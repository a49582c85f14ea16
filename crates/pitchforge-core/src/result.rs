//! Convenience result type alias for PitchForge.

use crate::error::AppError;

/// A specialized `Result` type for PitchForge operations.
pub type AppResult<T> = Result<T, AppError>;
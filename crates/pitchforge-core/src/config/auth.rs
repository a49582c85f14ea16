//! Credentials guarding the trigger and administrative endpoints.

use serde::{Deserialize, Serialize};

/// Shared secrets for machine callers.
///
/// The scheduler secret and the admin key are distinct credentials. An empty
/// value disables the corresponding endpoints instead of leaving them open.
#[derive(Debug, Clone, Default, Serialize, Deserialize)]
pub struct AuthConfig {
    /// Secret sent by the interval scheduler in `x-scheduler-secret`.
    #[serde(default)]
    pub scheduler_secret: String,
    /// Key sent by operators in `x-admin-key`.
    #[serde(default)]
    pub admin_key: String,
}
********
| Problem to solve |
Set down each line from the line containing "filename crates/pitchforge-core/src/config/auth.rs" through the final line of the data, exactly and with nothing added.

| The answer |
filename crates/pitchforge-core/src/config/auth.rs
repository a49582c85f14ea16
//! Credentials guarding the trigger and administrative endpoints.

use serde::{Deserialize, Serialize};

/// Shared secrets for machine callers.
///
/// The scheduler secret and the admin key are distinct credentials. An empty
/// value disables the corresponding endpoints instead of leaving them open.
#[derive(Debug, Clone, Default, Serialize, Deserialize)]
pub struct AuthConfig {
    /// Secret sent by the interval scheduler in `x-scheduler-secret`.
    #[serde(default)]
    pub scheduler_secret: String,
    /// Key sent by operators in `x-admin-key`.
    #[serde(default)]
    pub admin_key: String,
}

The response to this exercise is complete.